I ristoranti sono sempre distinti in veg e non-veg, e i veg sono molto più abbondanti dei non-veg; in qualsiasi ristorante o locale il menù mostra un quadratino verde sui piatti vegetariani e un quadratino rosso su quelli non vegetariani, così non si perde tempo leggendo gli ingredienti o chiedendo al personale.




Per certi versi Mumbai è la città wannabe, un luogo in cui la popolazione locale ha visto arrivare degli umani strani che hanno eretto edifici veramente incredibili, da favola, che non possono non aver prodotto un impatto impressionante; ho visto magliette con scritte come fashttitude, orribile contrazione di fashion attitude, carattere modaiolo, e non è raro vedere giovani che ricordano in tutto e per tutto i nostri wannabe vipparoli convinti con abiti firmati, smartphone di grido, accessori di ogni tipo e nessuna traccia di elementi culturali tribali che pure sono la norma in tutto il resto del paese. 




Ma l'India è anche un paese di fusioni, quindi accanto a questi ragazzi siede la ragazza islamica nella sua tunica nera che scopre solo gli occhi, la donna nello sgargiante abito tradizionale, e appena fuori c'è il bambino che esulta perché gli hai regalato una banana e può sfamarsi.




In questa metropoli, una delle più popolose al mondo e la più densamente popolata del pianeta con oltre 30.000 persone per Km quadrato, la tensione verso la vita alla occidentale è tangibile: i cartelloni pubblicitari per lo più mostrano modelli e modelle di razza bianca, dai tratti nord europei, ma gli indiani sono molto scuri e questa tensione è destinata a rimanere un salto troppo grande; nella città come nel resto dell'India gli occidentali sono decisamente rari, molti indiani non ne hanno mai visto uno e la sensazione, soprattutto fuori nelle campagne, è che nemmeno abbiano idea della loro esistenza. I loro sguardi, anche nelle metropoli, sono insistenti e curiosi; fuori dalle città sono ossessivi, magnetizzati, quasi come se avessero visto un alieno - e probabilmente il paragone non è azzardato.
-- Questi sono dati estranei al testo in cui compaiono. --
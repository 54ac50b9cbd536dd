use thiserror::Error;

#[derive(Error, Debug, Clone, PartialEq)]
pub enum CoreError {
    #[error("Unknown metric '{0}', expected one of MAE, RMSE, average")]
    UnknownMetric(String),

    #[error("Timestamps must be non-decreasing: sample {index} at {time}s follows {previous}s")]
    UnorderedTimestamps {
        index: usize,
        time: f64,
        previous: f64,
    },

    #[error("Length mismatch: {times} timestamps but {positions} positions")]
    LengthMismatch { times: usize, positions: usize },
}

pub type Result<T> = core::result::Result<T, CoreError>;
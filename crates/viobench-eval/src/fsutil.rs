//! Small filesystem helpers shared by the runners and dataset tooling.

use crate::error::{EvalError, Result};
use std::fs;
use std::io::Write;
use std::path::{Path, PathBuf};

/// True when `path` is a directory with at least one entry.
pub fn is_non_empty_dir(path: &Path) -> bool {
    fs::read_dir(path)
        .map(|mut entries| entries.next().is_some())
        .unwrap_or(false)
}

pub fn remove_dir_if_exists(path: &Path) -> Result<bool> {
    if !path.exists() {
        return Ok(false);
    }
    fs::remove_dir_all(path).map_err(|e| EvalError::io(path, e))?;
    Ok(true)
}

/// Copies `file` into `dir`, keeping its file name.
pub fn copy_into(file: &Path, dir: &Path) -> Result<PathBuf> {
    let name = file
        .file_name()
        .ok_or_else(|| EvalError::MissingFile(file.to_path_buf()))?;
    let target = dir.join(name);
    fs::copy(file, &target).map_err(|e| EvalError::io(file, e))?;
    Ok(target)
}

/// Moves a directory tree, falling back to copy-and-delete across filesystems.
pub fn move_dir(from: &Path, to: &Path) -> Result<()> {
    if fs::rename(from, to).is_ok() {
        return Ok(());
    }
    copy_dir(from, to)?;
    fs::remove_dir_all(from).map_err(|e| EvalError::io(from, e))
}

fn copy_dir(from: &Path, to: &Path) -> Result<()> {
    fs::create_dir_all(to).map_err(|e| EvalError::io(to, e))?;
    for entry in fs::read_dir(from).map_err(|e| EvalError::io(from, e))? {
        let entry = entry.map_err(|e| EvalError::io(from, e))?;
        let src = entry.path();
        let dst = to.join(entry.file_name());
        if src.is_dir() {
            copy_dir(&src, &dst)?;
        } else {
            fs::copy(&src, &dst).map_err(|e| EvalError::io(&src, e))?;
        }
    }
    Ok(())
}

/// Writes `value` as JSON indented with four spaces.
pub fn write_json_pretty<T: serde::Serialize>(path: &Path, value: &T) -> Result<()> {
    let file = fs::File::create(path).map_err(|e| EvalError::io(path, e))?;
    let mut writer = std::io::BufWriter::new(file);
    let formatter = serde_json::ser::PrettyFormatter::with_indent(b"    ");
    let mut ser = serde_json::Serializer::with_formatter(&mut writer, formatter);
    value.serialize(&mut ser)?;
    writer.flush().map_err(|e| EvalError::io(path, e))
}

/// Sorted names of the entries in `dir` accepted by `keep`.
pub fn list_names<F>(dir: &Path, mut keep: F) -> Result<Vec<String>>
where
    F: FnMut(&Path) -> bool,
{
    let mut names = Vec::new();
    for entry in fs::read_dir(dir).map_err(|e| EvalError::io(dir, e))? {
        let entry = entry.map_err(|e| EvalError::io(dir, e))?;
        if keep(&entry.path()) {
            names.push(entry.file_name().to_string_lossy().into_owned());
        }
    }
    names.sort();
    Ok(names)
}
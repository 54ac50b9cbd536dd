//! Optical flow end-point-error (EPE) results table.
//!
//! The SEAL optical flow simulator writes one row per sequence with the EPE
//! of the unfiltered `Baseline` and of every edge threshold `N`. The report
//! picks the threshold with the lowest mean EPE, lists the sequences where it
//! moves the EPE by at least `min_difference`, and compares it with the best
//! threshold per sequence.

use crate::config::EpeConfig;
use crate::error::{EvalError, Result};
use crate::table::{round_decimals, Table};
use std::fmt;
use std::path::Path;
use viobench_core::SummaryStats;

pub const BASELINE_COLUMN: &str = "Baseline";
pub const SEQUENCE_COLUMN: &str = "Sequence";

#[derive(Debug, Clone, PartialEq)]
pub struct EpeRow {
    pub sequence: String,
    pub baseline: Option<f64>,
    /// One entry per threshold, in column order.
    pub thresholds: Vec<Option<f64>>,
}

#[derive(Debug, Clone, PartialEq)]
pub struct EpeErrors {
    pub thresholds: Vec<String>,
    pub rows: Vec<EpeRow>,
}

fn parse_cell(path: &Path, line: usize, cell: &str) -> Result<Option<f64>> {
    let cell = cell.trim();
    if cell.is_empty() || cell.eq_ignore_ascii_case("nan") {
        return Ok(None);
    }
    cell.parse().map(Some).map_err(|_| EvalError::MalformedRow {
        path: path.to_path_buf(),
        line,
        reason: format!("'{cell}' is not a number"),
    })
}

impl EpeErrors {
    /// Reads and validates the simulator CSV.
    ///
    /// Rows are labelled by a `Sequence` column when there is one, by their
    /// index otherwise.
    pub fn read(path: &Path, config: &EpeConfig) -> Result<Self> {
        let mut reader = csv::ReaderBuilder::new()
            .flexible(true)
            .trim(csv::Trim::All)
            .from_path(path)?;
        let headers = reader.headers()?.clone();
        let column = |name: &str| headers.iter().position(|h| h == name);

        let thresholds = config.threshold_names();
        let mut problems = Vec::new();
        let missing: Vec<&str> = thresholds
            .iter()
            .filter(|t| column(t.as_str()).is_none())
            .map(String::as_str)
            .collect();
        if !missing.is_empty() {
            problems.push(format!("missing threshold columns: {}", missing.join(", ")));
        }
        let baseline = column(BASELINE_COLUMN);
        if baseline.is_none() {
            problems.push(format!("missing {BASELINE_COLUMN} column"));
        }
        if !problems.is_empty() {
            return Err(EvalError::MalformedEpeTable {
                path: path.to_path_buf(),
                problems,
            });
        }
        let threshold_columns: Vec<usize> = thresholds.iter().filter_map(|t| column(t.as_str())).collect();
        let sequence_column = column(SEQUENCE_COLUMN);

        let mut rows = Vec::new();
        for (index, record) in reader.records().enumerate() {
            let record = record?;
            let line = record.position().map_or(index + 2, |p| p.line() as usize);
            let field = |c: Option<usize>| c.and_then(|c| record.get(c)).unwrap_or("");
            rows.push(EpeRow {
                sequence: match sequence_column {
                    Some(c) => field(Some(c)).to_string(),
                    None => index.to_string(),
                },
                baseline: parse_cell(path, line, field(baseline))?,
                thresholds: threshold_columns
                    .iter()
                    .map(|&c| parse_cell(path, line, field(Some(c))))
                    .collect::<Result<_>>()?,
            });
        }

        let errors = Self { thresholds, rows };
        errors.validate(path, config)?;
        Ok(errors)
    }

    fn validate(&self, path: &Path, config: &EpeConfig) -> Result<()> {
        let mut problems = Vec::new();
        if self.rows.len() != config.expected_sequences {
            problems.push(format!(
                "expected {} sequences but found {}",
                config.expected_sequences,
                self.rows.len()
            ));
        }
        if self.rows.iter().any(|r| r.thresholds.iter().all(Option::is_none)) {
            problems.push("one or more sequences are missing all threshold values".to_string());
        }
        if problems.is_empty() {
            Ok(())
        } else {
            Err(EvalError::MalformedEpeTable {
                path: path.to_path_buf(),
                problems,
            })
        }
    }

    /// Index of the threshold with the lowest mean EPE, the first one on ties.
    /// Missing cells are left out of the mean.
    pub fn best_threshold(&self) -> Option<usize> {
        let mut best: Option<(usize, f64)> = None;
        for t in 0..self.thresholds.len() {
            let values: Vec<f64> = self.rows.iter().filter_map(|r| r.thresholds[t]).collect();
            let Some(stats) = SummaryStats::from_values(&values) else {
                continue;
            };
            if best.map_or(true, |(_, mean)| stats.mean < mean) {
                best = Some((t, stats.mean));
            }
        }
        best.map(|(t, _)| t)
    }

    pub fn report(&self, min_difference: f64) -> Option<EpeReport> {
        let best = self.best_threshold()?;

        let mut selected = Vec::new();
        let mut all = Vec::new();
        for row in &self.rows {
            let rounded: Vec<Option<f64>> = row
                .thresholds
                .iter()
                .map(|v| v.map(|v| round_decimals(v, 2)))
                .collect();
            // Lowest rounded value, the first threshold reaching it
            let flexible = rounded
                .iter()
                .enumerate()
                .filter_map(|(t, v)| v.map(|v| (t, v)))
                .fold(None, |acc: Option<(usize, f64)>, (t, v)| match acc {
                    Some((_, m)) if m <= v => acc,
                    _ => Some((t, v)),
                });
            let entry = EpeSelection {
                sequence: row.sequence.clone(),
                baseline: row.baseline.map(|v| round_decimals(v, 2)),
                fixed: rounded[best],
                flexible: flexible.map(|(_, v)| v),
                best_threshold: flexible.map(|(t, _)| self.thresholds[t].clone()),
            };

            let moved = match (row.baseline, row.thresholds[best]) {
                (Some(b), Some(f)) => (b - f).abs() >= min_difference,
                _ => false,
            };
            if moved {
                selected.push(entry.clone());
            }
            all.push(entry);
        }

        Some(EpeReport {
            best_threshold: self.thresholds[best].clone(),
            min_difference,
            selected_stats: ColumnSummary::of(&selected),
            global_stats: ColumnSummary::of(&all),
            selected,
        })
    }
}

/// One sequence of the report, values rounded to two decimals.
#[derive(Debug, Clone, PartialEq)]
pub struct EpeSelection {
    pub sequence: String,
    pub baseline: Option<f64>,
    pub fixed: Option<f64>,
    pub flexible: Option<f64>,
    pub best_threshold: Option<String>,
}

/// Mean and population standard deviation of the base, fixed and flexible
/// columns, rounded to two decimals.
#[derive(Debug, Clone, Copy, Default, PartialEq)]
pub struct ColumnSummary {
    pub base: Option<SummaryStats>,
    pub fixed: Option<SummaryStats>,
    pub flexible: Option<SummaryStats>,
}

impl ColumnSummary {
    fn of(entries: &[EpeSelection]) -> Self {
        let stats = |pick: fn(&EpeSelection) -> Option<f64>| {
            let values: Vec<f64> = entries.iter().filter_map(pick).collect();
            SummaryStats::from_values(&values).map(|s| SummaryStats {
                mean: round_decimals(s.mean, 2),
                std: round_decimals(s.std, 2),
            })
        };
        Self {
            base: stats(|e: &EpeSelection| e.baseline),
            fixed: stats(|e: &EpeSelection| e.fixed),
            flexible: stats(|e: &EpeSelection| e.flexible),
        }
    }

    fn columns(&self) -> [Option<SummaryStats>; 3] {
        [self.base, self.fixed, self.flexible]
    }
}

#[derive(Debug, Clone, PartialEq)]
pub struct EpeReport {
    pub best_threshold: String,
    pub min_difference: f64,
    pub selected: Vec<EpeSelection>,
    pub selected_stats: ColumnSummary,
    pub global_stats: ColumnSummary,
}

fn cell(value: Option<f64>) -> String {
    value.map_or_else(|| "-".to_string(), |v| format!("{v:.2}"))
}

impl EpeReport {
    /// Selected sequences followed by their Mean and Std Dev rows.
    pub fn table(&self) -> Table {
        let mut table = Table::new([
            "Sequence".to_string(),
            "Base".to_string(),
            format!("Fixed (N = {})", self.best_threshold),
            "Flexible (min)".to_string(),
            "Best N".to_string(),
        ]);
        for entry in &self.selected {
            table.push_row(vec![
                entry.sequence.clone(),
                cell(entry.baseline),
                cell(entry.fixed),
                cell(entry.flexible),
                entry.best_threshold.clone().unwrap_or_else(|| "-".to_string()),
            ]);
        }
        let columns = self.selected_stats.columns();
        let mut mean = vec!["Mean".to_string()];
        let mut std = vec!["Std Dev".to_string()];
        for stats in columns {
            mean.push(cell(stats.map(|s| s.mean)));
            std.push(cell(stats.map(|s| s.std)));
        }
        mean.push(String::new());
        std.push(String::new());
        table.push_row(mean);
        table.push_row(std);
        table
    }
}

impl fmt::Display for EpeReport {
    fn fmt(&self, f: &mut fmt::Formatter<'_>) -> fmt::Result {
        let n = &self.best_threshold;
        writeln!(f, "Best threshold (lowest mean EPE across all sequences): N = {n}")?;
        let names: Vec<&str> = self.selected.iter().map(|e| e.sequence.as_str()).collect();
        writeln!(
            f,
            "Selected sequences (|baseline - EPE @ N={n}| >= {}): [{}]",
            self.min_difference,
            names.join(", ")
        )?;
        writeln!(f, "\nSelected Sequences Report:")?;
        writeln!(f, "{}", self.table())?;

        let [base, fixed, flexible] = self.global_stats.columns();
        let pick = |s: Option<SummaryStats>, mean: bool| cell(s.map(|s| if mean { s.mean } else { s.std }));
        writeln!(f, "\nMean (all sequences):")?;
        writeln!(
            f,
            "Base: {}, Fixed: {}, Flexible: {}",
            pick(base, true),
            pick(fixed, true),
            pick(flexible, true)
        )?;
        writeln!(f, "Std Dev (all sequences):")?;
        write!(
            f,
            "Base: {}, Fixed: {}, Flexible: {}",
            pick(base, false),
            pick(fixed, false),
            pick(flexible, false)
        )
    }
}
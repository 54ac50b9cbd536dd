//! Batch evaluation over a set of sequences.
//!
//! A [`VioPipeline`] knows where one VIO system reads and writes its files and
//! how to run it; [`SequenceRunner`] drives it over every sequence and reduces
//! the per-sequence metrics to an average.

use crate::config::{seal_params_differ, HybvioConfig, VinsConfig};
use crate::error::{EvalError, Result};
use crate::executor::{HybvioExecutor, VinsExecutor, ESTIMATED_TRAJECTORY_FILE};
use crate::fsutil::{is_non_empty_dir, list_names, remove_dir_if_exists};
use crate::interrupt::InterruptFlag;
use crate::metric::{EstimateFormat, TrajectoryMetric};
use std::path::{Path, PathBuf};
use tracing::{info, warn};

pub const GROUND_TRUTH_RELATIVE_PATH: &str = "mav0/state_groundtruth_estimate0/data.csv";

pub trait VioPipeline {
    fn name(&self) -> &str;

    fn estimate_format(&self) -> EstimateFormat;

    fn output_folder(&self, sequence: &str) -> PathBuf;

    fn seal_params_path(&self) -> &Path;

    fn ground_truth_path(&self, sequence: &str) -> PathBuf;

    fn estimate_path(&self, sequence: &str) -> PathBuf;

    /// Sequences available on disk, sorted.
    fn discover_sequences(&self) -> Result<Vec<String>>;

    fn execute(&self, sequence: &str) -> Result<()>;

    /// Ctrl-C flag shared with the executors.
    fn interrupt(&self) -> &InterruptFlag;
}

// ---------------------------------------------------------------------------
// HybVIO
// ---------------------------------------------------------------------------
pub struct HybvioPipeline {
    pub config: HybvioConfig,
    interrupt: InterruptFlag,
}

impl HybvioPipeline {
    pub fn new(config: HybvioConfig, interrupt: InterruptFlag) -> Self {
        Self { config, interrupt }
    }
}

/// Mono benchmark folders share the raw recording of the stereo sequence.
pub fn raw_sequence_name(sequence: &str) -> &str {
    sequence
        .strip_suffix("-cam0")
        .or_else(|| sequence.strip_suffix("-cam1"))
        .unwrap_or(sequence)
}

impl VioPipeline for HybvioPipeline {
    fn name(&self) -> &str {
        "SEAL + HybVIO"
    }

    fn estimate_format(&self) -> EstimateFormat {
        EstimateFormat::Hybvio
    }

    fn output_folder(&self, sequence: &str) -> PathBuf {
        self.config.output_root_folder.join(sequence)
    }

    fn seal_params_path(&self) -> &Path {
        &self.config.seal_params_path
    }

    fn ground_truth_path(&self, sequence: &str) -> PathBuf {
        self.config
            .raw_data_folder
            .join(raw_sequence_name(sequence))
            .join(GROUND_TRUTH_RELATIVE_PATH)
    }

    fn estimate_path(&self, sequence: &str) -> PathBuf {
        self.output_folder(sequence).join(ESTIMATED_TRAJECTORY_FILE)
    }

    fn discover_sequences(&self) -> Result<Vec<String>> {
        list_names(&self.config.benchmark_folder, |p| p.is_dir())
    }

    fn execute(&self, sequence: &str) -> Result<()> {
        HybvioExecutor::new(&self.config, sequence, self.interrupt.clone())
            .execute()
            .map(|_| ())
    }

    fn interrupt(&self) -> &InterruptFlag {
        &self.interrupt
    }
}

// ---------------------------------------------------------------------------
// VINS-Mono
// ---------------------------------------------------------------------------
pub struct VinsPipeline {
    pub config: VinsConfig,
    interrupt: InterruptFlag,
}

impl VinsPipeline {
    pub fn new(config: VinsConfig, interrupt: InterruptFlag) -> Self {
        Self { config, interrupt }
    }
}

impl VioPipeline for VinsPipeline {
    fn name(&self) -> &str {
        "VINS-Mono"
    }

    fn estimate_format(&self) -> EstimateFormat {
        EstimateFormat::Vins
    }

    fn output_folder(&self, sequence: &str) -> PathBuf {
        self.config.output_root_folder.join(sequence)
    }

    fn seal_params_path(&self) -> &Path {
        &self.config.seal_params_path
    }

    fn ground_truth_path(&self, sequence: &str) -> PathBuf {
        self.config
            .ground_truth_root_folder
            .join(sequence)
            .join("data.csv")
    }

    fn estimate_path(&self, sequence: &str) -> PathBuf {
        self.output_folder(sequence)
            .join("vins_output")
            .join("vins_result_no_loop.csv")
    }

    fn discover_sequences(&self) -> Result<Vec<String>> {
        let bags = list_names(&self.config.data_folder, |p| {
            p.extension().is_some_and(|ext| ext == "bag")
        })?;
        Ok(bags
            .into_iter()
            .map(|name| name.trim_end_matches(".bag").to_string())
            .collect())
    }

    fn execute(&self, sequence: &str) -> Result<()> {
        VinsExecutor::new(&self.config, sequence, self.interrupt.clone()).execute()
    }

    fn interrupt(&self) -> &InterruptFlag {
        &self.interrupt
    }
}

// ---------------------------------------------------------------------------
// Runner
// ---------------------------------------------------------------------------
#[derive(Debug, Clone, Default, PartialEq)]
pub struct RunSummary {
    /// `(sequence, metric)` in processing order.
    pub results: Vec<(String, f64)>,
    pub skipped: Vec<String>,
}

impl RunSummary {
    pub fn average(&self) -> Option<f64> {
        if self.results.is_empty() {
            return None;
        }
        Some(self.results.iter().map(|(_, v)| v).sum::<f64>() / self.results.len() as f64)
    }

    pub fn get(&self, sequence: &str) -> Option<f64> {
        self.results
            .iter()
            .find(|(name, _)| name == sequence)
            .map(|(_, v)| *v)
    }
}

pub struct SequenceRunner<P> {
    pub pipeline: P,
    metric: Box<dyn TrajectoryMetric>,
    /// Print `Metric for sequence ...` lines while running.
    pub print_metrics: bool,
}

impl<P: VioPipeline> SequenceRunner<P> {
    pub fn new(pipeline: P, metric: Box<dyn TrajectoryMetric>) -> Self {
        Self {
            pipeline,
            metric,
            print_metrics: true,
        }
    }

    /// Metric of one sequence from the files already on disk.
    pub fn metric_for(&self, sequence: &str) -> Result<f64> {
        let ground_truth = self.pipeline.ground_truth_path(sequence);
        let estimate = self.pipeline.estimate_path(sequence);
        for path in [&ground_truth, &estimate] {
            if !path.exists() {
                return Err(EvalError::MissingFile(path.clone()));
            }
        }
        self.metric.calculate_metric(&ground_truth, &estimate)
    }

    /// Runs the pipeline where needed and evaluates every sequence.
    ///
    /// `sequences = None` evaluates everything [`VioPipeline::discover_sequences`]
    /// finds. With `rerun`, previous output is discarded first. A sequence that
    /// fails to run or evaluate is reported and skipped. Ctrl-C stops the batch
    /// before the next sequence starts, or as soon as a running pipeline exits.
    pub fn run_sequences(&self, sequences: Option<&[String]>, rerun: bool) -> Result<RunSummary> {
        let sequences = match sequences {
            Some(list) => list.to_vec(),
            None => self.pipeline.discover_sequences()?,
        };

        let mut summary = RunSummary::default();
        for sequence in &sequences {
            self.check_interrupt()?;
            println!("Processing sequence: {sequence}");
            match self.process(sequence, rerun) {
                Ok(value) => {
                    if self.print_metrics {
                        println!("Metric for sequence '{sequence}': {value:.2}");
                    }
                    summary.results.push((sequence.clone(), value));
                }
                Err(EvalError::Interrupted) => return Err(EvalError::Interrupted),
                Err(e) => {
                    warn!(sequence = %sequence, "Skipping sequence: {e}");
                    summary.skipped.push(sequence.clone());
                }
            }
        }

        self.check_interrupt()?;
        match summary.average() {
            Some(avg) => println!(
                "\nOverall average metric across {} sequences: {avg:.3}",
                summary.results.len()
            ),
            None => println!("No sequences processed."),
        }
        Ok(summary)
    }

    fn check_interrupt(&self) -> Result<()> {
        if self.pipeline.interrupt().is_set() {
            warn!(pipeline = self.pipeline.name(), "Interrupted, stopping the batch");
            return Err(EvalError::Interrupted);
        }
        Ok(())
    }

    /// Existing non-empty output is evaluated as is; a folder without an
    /// estimate then fails in [`Self::metric_for`] and the sequence is skipped.
    fn process(&self, sequence: &str, rerun: bool) -> Result<f64> {
        let output = self.pipeline.output_folder(sequence);
        if rerun || !is_non_empty_dir(&output) {
            if remove_dir_if_exists(&output)? {
                info!("Removed previous output {}", output.display());
            }
            info!(pipeline = self.pipeline.name(), sequence, "Running pipeline");
            self.pipeline.execute(sequence)?;
        } else {
            self.warn_on_changed_params(&output)?;
        }
        self.metric_for(sequence)
    }

    fn warn_on_changed_params(&self, output: &Path) -> Result<()> {
        let current = self.pipeline.seal_params_path();
        let Some(name) = current.file_name() else {
            return Ok(());
        };
        if !current.exists() {
            return Ok(());
        }
        let stored = output.join(name);
        if seal_params_differ(current, &stored)? {
            println!(
                "WARNING: SEAL parameters file {} differs from the one used for {}. \
                 Consider rerunning with --rerun.",
                current.display(),
                output.display()
            );
        }
        Ok(())
    }
}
Le strade di Mumbai sono occidentali, con semafori e strisce di attraversamento pedonale, ma gli indiani restano indiani quindi il colore del semaforo è più un'indicazione che una regola, le strisce sono ignorate e sulla logica semaforica di molti incroci ho seri dubbi. Per il resto è comunque una questione di clacson e di farsi largo come viene meglio, difficilissimo fermarsi in qualsiasi luogo perché dopo un secondo c'è sempre qualcuno che sta entrando, uscendo, parcheggiando, facendo manovra: devi stare sempre in movimento, come gli squali. Per tentare di dare un ordine alla tendenza caotica del traffico, tutte le strade in India hanno una robusta divisione centrale fatta in cemento in modo che volenti o nolenti si debba stare o di qua o di là, così la tendenza a guidare a sinistra viene rinforzata anziché dissolversi in un caos informe.


In un incrocio della città, sotto un cavalcavia, tempietto.
Da noi sarebbe la Madonna, in India può essere Shiva, o Ganesh, o qualcun altro.


Altre piante aliene, in ogni angolo. Corvi a non finire.